It takes 10 years and $1 billion for a company to bring a new antibiotic to market.
But bacteria are constantly evolving and can become resistant to these new drugs within a few years, or even just a few months.
One solution may be bacterial killers that change.
They are giving thousands of people a chance to live life without pain, without drugs and without deadly bacteria.
“I’ve been treated for 20 years with every antibiotic you can think of,” said Greg Breed who uses IV antibiotics.
Greg Breed can barely remember a time when he wasn’t in pain from a drug-resistant E. coli infection in his prostate.
“For the last two years of my life, I was basically on IV antibiotics almost year-round,” Breed continued.
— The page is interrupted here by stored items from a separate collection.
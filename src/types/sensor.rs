//! Sensor identity and analysis input

use serde::{Deserialize, Serialize};

use crate::config::AnalysisConfig;
use crate::processing::ValidationError;

/// Physical quantity measured by a sensor.
///
/// Unrecognised names deserialize to `Generic`.
#[derive(Debug, Clone, Copy, Serialize, Deserialize, PartialEq, Eq, Default, Hash)]
pub enum SensorType {
    #[serde(alias = "flow", alias = "FLOW")]
    Flow,
    #[serde(alias = "pressure", alias = "PRESSURE")]
    Pressure,
    #[serde(alias = "temperature", alias = "TEMPERATURE")]
    Temperature,
    #[default]
    #[serde(other)]
    Generic,
}

impl SensorType {
    /// Engineering unit used in diagnosis text and reports.
    pub fn unit(&self) -> &'static str {
        match self {
            SensorType::Flow => "m³/h",
            SensorType::Pressure => "bar",
            SensorType::Temperature => "°C",
            SensorType::Generic => "",
        }
    }
}

impl std::fmt::Display for SensorType {
    fn fmt(&self, f: &mut std::fmt::Formatter<'_>) -> std::fmt::Result {
        match self {
            SensorType::Flow => write!(f, "Flow"),
            SensorType::Pressure => write!(f, "Pressure"),
            SensorType::Temperature => write!(f, "Temperature"),
            SensorType::Generic => write!(f, "Generic"),
        }
    }
}

impl std::str::FromStr for SensorType {
    type Err = std::convert::Infallible;

    /// Case-insensitive; unrecognised names map to `Generic`.
    fn from_str(s: &str) -> Result<Self, Self::Err> {
        Ok(match s.trim().to_ascii_lowercase().as_str() {
            "flow" => SensorType::Flow,
            "pressure" => SensorType::Pressure,
            "temperature" => SensorType::Temperature,
            _ => SensorType::Generic,
        })
    }
}

/// One-shot analysis input.
///
/// `values` keeps insertion order. `None` entries (JSON `null`) are missing
/// readings and are dropped during preprocessing, like NaN.
#[derive(Debug, Clone, Serialize, Deserialize)]
#[serde(deny_unknown_fields)]
pub struct AnalysisRequest {
    pub sensor_id: String,
    #[serde(default)]
    pub sensor_type: SensorType,
    pub values: Vec<Option<f64>>,
    /// Parallel to `values` when present (RFC 3339 strings)
    #[serde(default, skip_serializing_if = "Option::is_none")]
    pub timestamps: Option<Vec<String>>,
    /// Overrides the analyzer's thresholds for this call
    #[serde(default, skip_serializing_if = "Option::is_none")]
    pub config: Option<AnalysisConfig>,
    /// Explicit bias baseline; the reference window is used when absent
    #[serde(default, skip_serializing_if = "Option::is_none")]
    pub setpoint: Option<f64>,
}

impl AnalysisRequest {
    pub fn new(sensor_id: impl Into<String>, sensor_type: SensorType, values: &[f64]) -> Self {
        Self {
            sensor_id: sensor_id.into(),
            sensor_type,
            values: values.iter().copied().map(Some).collect(),
            timestamps: None,
            config: None,
            setpoint: None,
        }
    }

    #[must_use]
    pub fn with_timestamps(mut self, timestamps: Vec<String>) -> Self {
        self.timestamps = Some(timestamps);
        self
    }

    #[must_use]
    pub fn with_config(mut self, config: AnalysisConfig) -> Self {
        self.config = Some(config);
        self
    }

    #[must_use]
    pub fn with_setpoint(mut self, setpoint: f64) -> Self {
        self.setpoint = Some(setpoint);
        self
    }

    /// Parse a JSON request. Non-numeric readings and unknown fields are
    /// validation failures.
    pub fn from_json(json: &str) -> Result<Self, ValidationError> {
        serde_json::from_str(json).map_err(|e| ValidationError::Malformed(e.to_string()))
    }
}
“Bacteria are obviously very smart and obviously have multiple ways to overcome the antibiotics that we use to kill them,” said infectious disease specialist MS Saima Aslam MBBS, UCSD.
UCSD Infectious Disease Specialist Saima Aslam connected with a team at Baylor College of Medicine that is working on a highly personalized solution using bacteria-eating viruses to kill these bacteria.
“What we try to do is generate viruses, they’re called phage, that are killers, specific killers of bad bacteria,” said Anthony William Maresso, PhD Molecular Virologist at Baylor College of Medicine.
“They won’t infect human cells.” Austin Terwilliger, PhD Baylor College of Medicine.
Researchers at Baylor test each patient’s virus against a phage library in their lab. If one of these kills the bacteria, then infusions are made and sent back to the patient’s doctor. The whole process can take from a few weeks to a year. UCSD has treated 19 patients with phage therapy. 80% are infection free for the first time in a long time.
“That was their end of the road treatment option. And to have that degree of success, you know, it’s really encouraging.” Dr Saima Aslam continued.
“They’ve labeled me as a success story now,” Greg Breed concluded.
Greg can now do the things he loves with the people he loves without pain or medication.